The first reason that it became so popular with dentists is that they could produce the crown at the preparation appointment, and no other appointment is necessary – crowns in one appointment! I’ve had two of these done and that is an attractive prospect, especially for very busy patients.
The second reason it became popular is that the dentist can save on the fees charged by the laboratory – making more profit from each crown.
But – let’s look at the financial picture a little more carefully. The amount of money that is saved for each crown done by CAD/CAM may be $100 – the lab fee minus the cost of the block and supplies for the milling machine. The COST, however, of HAVING the system in the office might well run $4000 per month. SO – the dentist must do 40 crowns using the machine each month just to not LOSE money!
What that means for the average dental practice, where 40 crowns a month is a good month, is that NO crowns can be done any other way! Gold crowns will not be made, nor will any crowns that involve both porcelain and metal.
Do the crowns made by the CAD/CAM system rival the appearance and esthetics of handcrafted crowns? Sometimes, especially for younger patients. But for older patients with translucency issues and variations in shade, it is much harder to come up with something acceptable. I sometimes wonder about the extra time that the dentist has to put into this service, adjusting shades, glazing, etc – and if anyone considers this to cut down on the profit.
It IS a pretty powerful advertising strategy to offer crowns in one visit – BUT that was more powerful when fewer dentists had the systems.
AND – most dentists don’t realize that if they use an abbreviated cementation method it will only be the ONLAY that is retained well (for reasons discussed above). For anterior full ceramic crowns to stay on well with the additional taper required, we do our best for our patients to use the full technology available to us for cementation, with the additional time required.

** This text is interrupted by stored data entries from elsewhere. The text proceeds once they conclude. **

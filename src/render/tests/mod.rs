//! Translation test modules.
//!
//! Tests are organized by category:
//! - `core`: clause assembly, literals, parameters
//! - `dialects`: per-engine behavior (emulations, capability errors)
//! - `ddl`: ALTER TABLE, CREATE TABLE AS, DROP TABLE

mod dialects;
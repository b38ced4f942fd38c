//! Traits to define database queries.
//!
//! This module contains a group of traits that together provide
//! the tools needed to define database queries.  A query is a
//! plain Rust struct: its text is fixed, its fields are the
//! parameters, and its associated `Row` type is the result.
//!
//! ```
//! use sqlvalue::query::{Query, StaticQueryText, ToParams};
//! use sqlvalue::client::ToParam;
//! use sqlvalue::postgres::{Client, Connection, Param};
//! use sqlvalue::temporal::PgTimestamp;
//!
//! struct EventsSince(PgTimestamp);
//!
//! impl StaticQueryText for EventsSince {
//!     const QUERY_TEXT: &'static str = "SELECT id, name FROM events WHERE at > $1";
//! }
//!
//! impl<C: Connection> ToParams<Client<C>> for EventsSince {
//!     fn to_params(&self) -> Option<Vec<Param<'_>>> {
//!         Some(vec![ToParam::<Client<C>>::to_param(&self.0)])
//!     }
//! }
//!
//! impl<C: Connection> Query<Client<C>> for EventsSince {
//!     type Row = (i32, String);
//! }
//! ```

use crate::client::Client;
use crate::row::FromRow;

/// The text of a given `Query` or `Statement`.
///
/// Most types will get the blanket implementation of
/// this trait for implementors of [`StaticQueryText`].
/// The dynamic version exists, however, to allow query
/// text built at runtime.
pub trait QueryText {
    fn query_text(&self) -> String;
}

/// The constant text of a `Query` or `Statement`.
///
/// Types that implement this trait can be prepared
/// statically, without reference to any particular
/// query parameters.
pub trait StaticQueryText {
    const QUERY_TEXT: &'static str;
}

impl<S: StaticQueryText> QueryText for S {
    fn query_text(&self) -> String {
        Self::QUERY_TEXT.into()
    }
}

/// A helper trait to build query parameters for a `Client`.
///
/// Types that wish to be used as a `Query` or `Statement`
/// need to be able to be converted to the right
/// parameter type for a given `Client`.  `None` means
/// the query takes no parameters.
pub trait ToParams<C: Client>: Sync {
    fn to_params(&self) -> Option<Vec<C::Param<'_>>>;
}

/// A database statement which returns no results.
///
/// A `Statement` is something that has query text and can be
/// converted to the parameters of some database `Client`.
pub trait Statement<C: Client>: QueryText + ToParams<C> + Sync {}

impl<C: Client, S: QueryText + ToParams<C> + Sync> Statement<C> for S {}

/// A database query that returns zero or more result rows.
///
/// A `Query` is something that has `QueryText`, can be converted
/// to the parameters of some database `Client`, and has a result
/// type that can be produced from that `Client`'s rows.
pub trait Query<C: Client>: QueryText + ToParams<C> + Sync {
    type Row: FromRow<C>;
}

/// A marker trait for a query that returns at most one row.
pub trait QueryOne<C: Client>: Query<C> {}
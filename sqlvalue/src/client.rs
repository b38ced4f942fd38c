//! Traits that represent database clients.
//!
//! Our model expects each database backend to manage the
//! connection as well as caching prepared statements.
//! A client names its row and parameter types, and the
//! traits below connect those to Rust values.

use crate::error::Error;

/// A database client's parameter and row types.
pub trait Client: Sized {
    type Row<'a>;
    type Param<'a>;
    type Error;
}

/// A type that can be retrieved from a database column by index.
pub trait FromColumnIndexed<C: Client>: Sized {
    fn from_column(row: &C::Row<'_>, index: usize) -> Result<Self, Error<C::Error>>;
}

/// A type that can be retrieved from a database column by name.
pub trait FromColumnNamed<C: Client>: Sized {
    fn from_column(row: &C::Row<'_>, name: &str) -> Result<Self, Error<C::Error>>;
}

/// A type that can be converted to a database param.
pub trait ToParam<C: Client> {
    fn to_param(&self) -> C::Param<'_>;
}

This latter point, however, is true whether the porcelain onlay or crown is made by hand or by CAD/CAM.
Bottom Line for Dental Porcelain Onlays and Crowns
This chapter illustrates another instance in modern dentistry where the trade-offs and compromises that we have available to us must be considered carefully, for the long-term service we are providing to our patients depends on it!
But, of course, for ANY restoration of anterior teeth, we must consider porcelain as the most esthetic material to use.
Later, in Chapter V.18, where Cosmetic Dentistry is discussed in more detail, porcelain veneers are described. Veneers are FAR more conservative procedures for the anterior teeth, as they just replace most of the enamel on the facial surface and incisal edge.
But – other than for strictly cosmetic purposes – full porcelain crowns and porcelain onlays have a great and important role to play in dental restoration.